Given data:
• • • •

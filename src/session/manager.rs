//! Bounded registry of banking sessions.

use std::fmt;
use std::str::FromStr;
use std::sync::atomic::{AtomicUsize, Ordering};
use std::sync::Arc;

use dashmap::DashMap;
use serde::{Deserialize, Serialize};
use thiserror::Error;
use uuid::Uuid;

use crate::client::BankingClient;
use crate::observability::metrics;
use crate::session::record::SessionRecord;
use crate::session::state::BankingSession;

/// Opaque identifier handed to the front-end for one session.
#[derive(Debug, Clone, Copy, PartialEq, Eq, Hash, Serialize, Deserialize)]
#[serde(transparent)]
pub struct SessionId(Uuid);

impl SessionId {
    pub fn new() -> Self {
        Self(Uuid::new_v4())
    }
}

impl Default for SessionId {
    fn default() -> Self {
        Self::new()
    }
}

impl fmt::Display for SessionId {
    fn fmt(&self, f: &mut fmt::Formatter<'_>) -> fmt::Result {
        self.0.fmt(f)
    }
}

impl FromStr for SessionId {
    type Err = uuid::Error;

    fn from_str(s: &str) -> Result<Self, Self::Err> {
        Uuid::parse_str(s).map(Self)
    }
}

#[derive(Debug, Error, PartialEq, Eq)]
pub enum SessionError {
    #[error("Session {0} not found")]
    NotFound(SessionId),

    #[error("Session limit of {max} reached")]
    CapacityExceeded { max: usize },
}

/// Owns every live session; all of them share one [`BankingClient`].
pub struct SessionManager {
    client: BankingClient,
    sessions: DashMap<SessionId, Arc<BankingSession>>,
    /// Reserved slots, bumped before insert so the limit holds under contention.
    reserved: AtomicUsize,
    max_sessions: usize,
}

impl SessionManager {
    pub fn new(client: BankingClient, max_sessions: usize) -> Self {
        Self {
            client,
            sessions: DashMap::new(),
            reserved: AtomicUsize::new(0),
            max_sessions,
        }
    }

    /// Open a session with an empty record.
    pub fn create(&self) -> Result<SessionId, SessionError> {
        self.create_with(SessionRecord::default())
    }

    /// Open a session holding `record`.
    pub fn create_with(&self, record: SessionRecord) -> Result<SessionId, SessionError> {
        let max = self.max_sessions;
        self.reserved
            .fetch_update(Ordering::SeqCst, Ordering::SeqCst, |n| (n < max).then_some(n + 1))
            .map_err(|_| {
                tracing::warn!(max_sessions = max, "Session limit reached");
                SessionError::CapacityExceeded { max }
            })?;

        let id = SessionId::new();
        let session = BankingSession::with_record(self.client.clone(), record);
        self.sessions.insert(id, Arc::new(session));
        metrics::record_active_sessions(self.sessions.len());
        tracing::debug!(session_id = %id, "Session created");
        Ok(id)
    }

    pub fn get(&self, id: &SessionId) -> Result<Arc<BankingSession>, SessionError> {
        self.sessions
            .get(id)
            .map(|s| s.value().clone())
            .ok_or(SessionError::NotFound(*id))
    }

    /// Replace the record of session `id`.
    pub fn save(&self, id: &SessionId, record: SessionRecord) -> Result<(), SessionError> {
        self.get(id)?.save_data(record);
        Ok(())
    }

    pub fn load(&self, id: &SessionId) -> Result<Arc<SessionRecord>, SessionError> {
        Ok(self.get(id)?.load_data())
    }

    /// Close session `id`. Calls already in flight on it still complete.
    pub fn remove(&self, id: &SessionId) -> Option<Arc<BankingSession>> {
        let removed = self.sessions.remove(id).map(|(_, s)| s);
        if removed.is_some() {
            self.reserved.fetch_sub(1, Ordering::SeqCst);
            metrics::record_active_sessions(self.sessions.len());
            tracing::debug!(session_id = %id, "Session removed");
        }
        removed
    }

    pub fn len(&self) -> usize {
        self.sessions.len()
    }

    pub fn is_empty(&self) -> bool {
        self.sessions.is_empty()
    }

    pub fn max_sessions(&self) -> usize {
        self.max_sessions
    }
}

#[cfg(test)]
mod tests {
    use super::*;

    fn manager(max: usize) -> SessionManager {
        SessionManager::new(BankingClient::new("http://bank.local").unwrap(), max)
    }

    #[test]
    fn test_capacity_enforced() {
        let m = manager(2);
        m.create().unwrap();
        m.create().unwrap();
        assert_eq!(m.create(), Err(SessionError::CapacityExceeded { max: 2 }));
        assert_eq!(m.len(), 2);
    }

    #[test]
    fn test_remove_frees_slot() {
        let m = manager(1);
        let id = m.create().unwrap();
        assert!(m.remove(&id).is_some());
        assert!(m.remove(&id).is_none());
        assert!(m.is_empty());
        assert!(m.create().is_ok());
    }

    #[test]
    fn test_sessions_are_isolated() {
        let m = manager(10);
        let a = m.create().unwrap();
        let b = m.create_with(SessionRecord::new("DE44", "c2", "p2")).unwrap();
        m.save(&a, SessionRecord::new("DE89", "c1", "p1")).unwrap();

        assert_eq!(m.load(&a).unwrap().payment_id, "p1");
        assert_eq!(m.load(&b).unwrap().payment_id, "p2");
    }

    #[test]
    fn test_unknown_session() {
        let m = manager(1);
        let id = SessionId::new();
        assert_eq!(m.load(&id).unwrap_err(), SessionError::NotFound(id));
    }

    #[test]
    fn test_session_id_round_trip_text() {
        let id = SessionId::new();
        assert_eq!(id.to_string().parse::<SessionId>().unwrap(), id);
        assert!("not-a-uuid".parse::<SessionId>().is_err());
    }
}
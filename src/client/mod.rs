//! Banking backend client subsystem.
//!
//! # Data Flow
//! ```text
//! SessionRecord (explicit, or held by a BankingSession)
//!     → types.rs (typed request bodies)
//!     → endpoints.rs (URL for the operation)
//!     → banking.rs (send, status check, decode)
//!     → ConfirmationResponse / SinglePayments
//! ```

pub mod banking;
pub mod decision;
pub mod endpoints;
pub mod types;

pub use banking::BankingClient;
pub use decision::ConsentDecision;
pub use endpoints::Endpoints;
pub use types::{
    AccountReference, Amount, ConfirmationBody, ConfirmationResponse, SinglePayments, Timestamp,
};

• • • •

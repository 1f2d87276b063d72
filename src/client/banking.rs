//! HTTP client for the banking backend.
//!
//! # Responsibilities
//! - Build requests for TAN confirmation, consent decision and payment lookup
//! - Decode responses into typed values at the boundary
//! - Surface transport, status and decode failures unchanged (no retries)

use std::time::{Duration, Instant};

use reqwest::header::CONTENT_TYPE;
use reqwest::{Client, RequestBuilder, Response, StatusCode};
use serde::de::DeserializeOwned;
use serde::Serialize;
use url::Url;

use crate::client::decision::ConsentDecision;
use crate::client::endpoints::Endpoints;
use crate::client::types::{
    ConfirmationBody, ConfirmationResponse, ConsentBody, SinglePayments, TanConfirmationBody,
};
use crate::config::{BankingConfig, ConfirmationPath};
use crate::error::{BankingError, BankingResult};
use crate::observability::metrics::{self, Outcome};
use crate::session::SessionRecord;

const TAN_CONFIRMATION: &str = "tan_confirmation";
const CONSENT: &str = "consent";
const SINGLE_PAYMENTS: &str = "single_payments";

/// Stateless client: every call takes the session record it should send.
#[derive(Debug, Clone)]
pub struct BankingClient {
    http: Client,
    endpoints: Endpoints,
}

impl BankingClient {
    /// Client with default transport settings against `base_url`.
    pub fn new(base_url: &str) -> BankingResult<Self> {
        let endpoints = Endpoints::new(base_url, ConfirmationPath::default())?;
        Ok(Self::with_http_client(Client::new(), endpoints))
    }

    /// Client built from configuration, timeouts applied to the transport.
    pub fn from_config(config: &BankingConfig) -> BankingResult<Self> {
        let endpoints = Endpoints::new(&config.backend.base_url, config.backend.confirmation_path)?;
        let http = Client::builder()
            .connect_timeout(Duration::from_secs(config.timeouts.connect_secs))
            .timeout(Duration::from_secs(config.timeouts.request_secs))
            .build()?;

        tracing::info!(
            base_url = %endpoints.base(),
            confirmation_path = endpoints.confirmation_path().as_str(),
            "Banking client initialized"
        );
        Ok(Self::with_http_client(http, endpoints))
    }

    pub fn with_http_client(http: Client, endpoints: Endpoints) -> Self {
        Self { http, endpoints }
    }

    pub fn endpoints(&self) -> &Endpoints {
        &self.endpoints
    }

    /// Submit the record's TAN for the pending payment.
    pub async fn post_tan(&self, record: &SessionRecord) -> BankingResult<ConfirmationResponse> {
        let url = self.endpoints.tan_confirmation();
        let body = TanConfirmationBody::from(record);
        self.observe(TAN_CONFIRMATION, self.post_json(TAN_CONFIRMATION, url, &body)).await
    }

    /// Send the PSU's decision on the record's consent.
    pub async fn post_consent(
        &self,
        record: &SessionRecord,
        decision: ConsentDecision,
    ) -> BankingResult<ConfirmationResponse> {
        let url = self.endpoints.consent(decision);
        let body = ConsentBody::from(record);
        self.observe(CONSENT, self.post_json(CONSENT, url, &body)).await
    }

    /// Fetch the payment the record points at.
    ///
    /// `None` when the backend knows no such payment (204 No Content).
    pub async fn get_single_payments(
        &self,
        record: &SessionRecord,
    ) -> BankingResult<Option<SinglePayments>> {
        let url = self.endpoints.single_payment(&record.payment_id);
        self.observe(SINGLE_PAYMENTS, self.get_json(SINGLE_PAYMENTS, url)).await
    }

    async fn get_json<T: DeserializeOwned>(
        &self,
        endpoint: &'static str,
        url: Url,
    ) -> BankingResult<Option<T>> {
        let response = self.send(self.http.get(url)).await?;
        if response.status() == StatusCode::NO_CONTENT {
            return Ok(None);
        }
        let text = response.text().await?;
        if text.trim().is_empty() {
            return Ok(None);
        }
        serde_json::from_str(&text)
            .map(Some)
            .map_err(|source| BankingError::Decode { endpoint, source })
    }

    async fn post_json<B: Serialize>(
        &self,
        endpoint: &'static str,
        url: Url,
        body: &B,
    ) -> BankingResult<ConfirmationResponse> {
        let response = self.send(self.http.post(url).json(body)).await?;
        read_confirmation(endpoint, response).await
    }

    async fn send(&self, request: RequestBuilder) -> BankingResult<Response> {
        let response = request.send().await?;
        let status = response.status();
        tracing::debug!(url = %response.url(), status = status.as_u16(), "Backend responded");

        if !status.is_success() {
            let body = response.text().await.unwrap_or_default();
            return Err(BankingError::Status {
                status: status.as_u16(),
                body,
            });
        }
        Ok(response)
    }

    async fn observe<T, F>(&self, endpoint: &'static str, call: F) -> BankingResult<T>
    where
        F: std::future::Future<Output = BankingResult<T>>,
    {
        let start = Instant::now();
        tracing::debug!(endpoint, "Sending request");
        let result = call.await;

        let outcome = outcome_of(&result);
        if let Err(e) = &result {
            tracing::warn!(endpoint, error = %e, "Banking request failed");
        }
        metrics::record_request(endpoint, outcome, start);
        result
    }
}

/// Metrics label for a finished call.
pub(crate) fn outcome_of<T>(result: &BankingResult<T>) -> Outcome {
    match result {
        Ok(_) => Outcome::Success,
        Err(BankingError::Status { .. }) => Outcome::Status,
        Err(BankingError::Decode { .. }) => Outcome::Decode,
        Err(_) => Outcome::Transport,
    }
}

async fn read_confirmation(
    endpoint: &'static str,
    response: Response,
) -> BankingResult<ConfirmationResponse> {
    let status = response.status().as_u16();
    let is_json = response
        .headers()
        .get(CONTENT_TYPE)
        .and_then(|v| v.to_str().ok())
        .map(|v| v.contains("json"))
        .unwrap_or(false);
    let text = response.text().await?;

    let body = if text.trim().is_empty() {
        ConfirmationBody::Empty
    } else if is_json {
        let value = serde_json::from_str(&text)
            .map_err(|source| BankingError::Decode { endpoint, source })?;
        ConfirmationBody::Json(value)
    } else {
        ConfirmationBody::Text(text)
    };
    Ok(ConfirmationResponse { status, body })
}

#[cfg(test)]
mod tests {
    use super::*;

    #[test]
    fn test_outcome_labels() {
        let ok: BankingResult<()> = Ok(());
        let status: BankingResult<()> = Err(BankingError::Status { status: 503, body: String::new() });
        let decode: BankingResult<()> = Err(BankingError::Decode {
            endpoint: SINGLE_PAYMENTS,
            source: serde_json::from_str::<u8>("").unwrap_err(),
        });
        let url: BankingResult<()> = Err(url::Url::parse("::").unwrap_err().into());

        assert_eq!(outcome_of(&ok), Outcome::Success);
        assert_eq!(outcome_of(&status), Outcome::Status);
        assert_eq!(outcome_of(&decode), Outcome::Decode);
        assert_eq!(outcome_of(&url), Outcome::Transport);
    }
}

• • • •

Aim of the task: Out of the data above, set down the lines from the one with "filename src/session/manager.rs" to the one with "use uuid::Uuid;", both included, exactly as written and with no additions.

Your response:
filename src/session/manager.rs
//! Bounded registry of banking sessions.

use std::fmt;
use std::str::FromStr;
use std::sync::atomic::{AtomicUsize, Ordering};
use std::sync::Arc;

use dashmap::DashMap;
use serde::{Deserialize, Serialize};
use thiserror::Error;
use uuid::Uuid;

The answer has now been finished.